As Alex wrote in a comment, you can now (since Lollipop) write a tag containing Wi-Fi credentials directly from the Android Wi-Fi settings: long-tap a network → Write to NFC tag.
It seems to be an NDEF-formatted tag with the application/vnd.wfa.wsc MIME type and a "WPS NFC" token.
The relevant source code can be found in platform/packages/apps/Settings/src/com/android/settings/wifi/WriteWifiConfigToNfcDialog.java.
There is an official standard for this kind of situation: NFC Forum Connection Handover Technical Specification. However, this is currently not supported by Android.
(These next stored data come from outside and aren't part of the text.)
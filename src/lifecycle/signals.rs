//! OS signal handling.
//!
//! # Responsibilities
//! - Wait for SIGINT (Ctrl+C) or SIGTERM
//! - Translate either into a [`Shutdown`] trigger
//!
//! # Design Decisions
//! - Uses Tokio's signal handling (async-safe)
//! - A handler that cannot be installed is logged and never fires

use crate::lifecycle::Shutdown;

/// Resolve once the process is asked to stop.
pub async fn shutdown_signal() {
    let ctrl_c = async {
        if let Err(e) = tokio::signal::ctrl_c().await {
            tracing::error!(error = %e, "Failed to install Ctrl+C handler");
            std::future::pending::<()>().await;
        }
    };

    #[cfg(unix)]
    let terminate = async {
        use tokio::signal::unix::{signal, SignalKind};
        match signal(SignalKind::terminate()) {
            Ok(mut sigterm) => {
                sigterm.recv().await;
            }
            Err(e) => {
                tracing::error!(error = %e, "Failed to install SIGTERM handler");
                std::future::pending::<()>().await;
            }
        }
    };

    #[cfg(not(unix))]
    let terminate = std::future::pending::<()>();

    tokio::select! {
        _ = ctrl_c => tracing::info!("SIGINT received"),
        _ = terminate => tracing::info!("SIGTERM received"),
    }
}

/// Trigger `shutdown` when a stop signal arrives.
pub fn spawn_signal_listener(shutdown: Shutdown) -> tokio::task::JoinHandle<()> {
    tokio::spawn(async move {
        shutdown_signal().await;
        shutdown.trigger();
    })
}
I don't think there is currently any way to transfer WiFi credentials using NFC without the help of a dedicated app.
One way of going about this is to create (or find) an app in the Google Play Store that has the following properties:
Intent filter for ACTION_NDEF_DISCOVERED and as URI the URL of the app in the Play Store.
Intent filter for ACTION_NDEF_DISCOVERED and as type some proprietary type (e.g. a MIME type)
Then you can create tags with an NDEF message containing the following NDEF records:
SmartPoster record with Play Store URI and some descriptive text (e.g. name of the app)
Record of proprietary type containing the WiFi credentials
Android Application Record for the app
The 3rd record will make sure that the proper app will always be started or the device user will be redirected to the Play Store to install it. This works only on ICS, however, but the 1st record (combined with the 1st intent filter) serves the same purpose on Gingerbread.
I've created an app which actually writes networks to tag in a standardized way - the problem is that Android does not currently recognize the handover records and automagically add them. And maybe that is all right - after all there is more to adding a network than just adding a network; you might for example verify the composer of the tag contents and so on.
Also, if you'd like to write more than one network to a tag, there might simply not be enough space to do it in the right (using standardized records) way.
I may have the wrong end of the stick but with the app nfc tools downloaded form the play store you can write a wifi network onto a tag that when scanned with defult android 5.0.2. On a nexus 7 2013 opens a message box asking confirmation formthe wifi connection, although this has always failed bar o
A URI of the form WIFI:T:WPA;S:SSID;P:PASSPHRASE;; will set WiFi if encoded to a QR code and scanned; but when encoded to an NFC tag it is unrecognized as a URI. This suggests to me that the NFC API is deficient in Android.